LISTED ENTRIES »
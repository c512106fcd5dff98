// This software is licensed under a dual license model:
//
// GNU Affero General Public License v3 (AGPLv3): You may use, modify, and
// distribute this software under the terms of the AGPLv3.
//
// Elastic License v2 (ELv2): You may also use, modify, and distribute this
// software under the Elastic License v2, which has specific restrictions.
//
// We welcome any commercial collaboration or support. For inquiries
// regarding the licenses, please contact us at:
// vectorchord-inquiry@tensorchord.ai
//
// Copyright (c) 2025 TensorChord Inc.

/// Squared Euclidean distance between two integer feature vectors.
///
/// Each squared difference of two `i32` is exact in `u64`; the sum saturates.
#[derive(Debug, Clone, Copy, Default, PartialEq, Eq, PartialOrd, Ord, Hash)]
#[repr(transparent)]
pub struct Distance(u64);

impl Distance {
    pub const ZERO: Self = Distance(0);
    pub const INFINITY: Self = Distance(u64::MAX);

    #[inline(always)]
    pub const fn from_u64(value: u64) -> Self {
        Self(value)
    }

    #[inline(always)]
    pub const fn to_u64(self) -> u64 {
        self.0
    }

    #[inline(always)]
    pub fn to_f64(self) -> f64 {
        self.0 as f64
    }
}

impl From<Distance> for f64 {
    #[inline(always)]
    fn from(value: Distance) -> Self {
        value.to_f64()
    }
}

impl std::ops::Add for Distance {
    type Output = Distance;

    #[inline(always)]
    fn add(self, rhs: Self) -> Self::Output {
        Distance(self.0.saturating_add(rhs.0))
    }
}

impl std::iter::Sum for Distance {
    fn sum<I: Iterator<Item = Self>>(iter: I) -> Self {
        iter.fold(Distance::ZERO, std::ops::Add::add)
    }
}

#[inline]
pub fn squared_euclidean(lhs: &[i32], rhs: &[i32]) -> Distance {
    assert_eq!(lhs.len(), rhs.len());
    let mut sum = 0u64;
    for i in 0..lhs.len() {
        let d = (lhs[i] as i64 - rhs[i] as i64).unsigned_abs();
        sum = sum.saturating_add(d * d);
    }
    Distance(sum)
}

/// The cheap metric used to decide canopy membership: the absolute
/// difference along a single feature axis.
#[derive(Debug, Clone, Copy, PartialEq, Eq)]
pub struct CanopyMetric {
    axis: usize,
}

impl CanopyMetric {
    pub const fn new(axis: usize) -> Self {
        Self { axis }
    }

    pub const fn axis(self) -> usize {
        self.axis
    }

    #[inline]
    pub fn distance(self, lhs: &[i32], rhs: &[i32]) -> u64 {
        (lhs[self.axis] as i64 - rhs[self.axis] as i64).unsigned_abs()
    }

    /// Strictly closer than `threshold`.
    #[inline]
    pub fn within(self, lhs: &[i32], rhs: &[i32], threshold: f64) -> bool {
        (self.distance(lhs, rhs) as f64) < threshold
    }
}

#[test]
fn squared_euclidean_is_exact() {
    assert_eq!(squared_euclidean(&[0, 0], &[3, 4]), Distance::from_u64(25));
    assert_eq!(squared_euclidean(&[1950, 20], &[1950, 20]), Distance::ZERO);
    assert_eq!(
        squared_euclidean(&[i32::MIN], &[i32::MAX]),
        Distance::from_u64(u32::MAX as u64 * u32::MAX as u64)
    );
    assert_eq!(
        squared_euclidean(&[i32::MIN, i32::MIN], &[i32::MAX, i32::MAX]),
        Distance::INFINITY
    );
}

#[test]
fn distance_sum() {
    let total: Distance = [3, 4, 5].into_iter().map(Distance::from_u64).sum();
    assert_eq!(total, Distance::from_u64(12));
    assert_eq!(f64::from(total), 12.0);
    assert_eq!(
        Distance::INFINITY + Distance::from_u64(1),
        Distance::INFINITY
    );
}

#[test]
fn canopy_metric_threshold_is_strict() {
    let metric = CanopyMetric::new(1);
    assert_eq!(metric.distance(&[1950, 0], &[1990, 10]), 10);
    assert!(!metric.within(&[1950, 0], &[1990, 10], 10.0));
    assert!(metric.within(&[1950, 0], &[1990, 9], 10.0));
    assert!(metric.within(&[0, -9], &[0, 0], 10.0));
}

WHAT IS REQUIRED »
Check the listing for the word "impl". Show each line that has it.

ANSWER TO THIS TASK »
impl Distance {
impl From<Distance> for f64 {
impl std::ops::Add for Distance {
impl std::iter::Sum for Distance {
impl CanopyMetric {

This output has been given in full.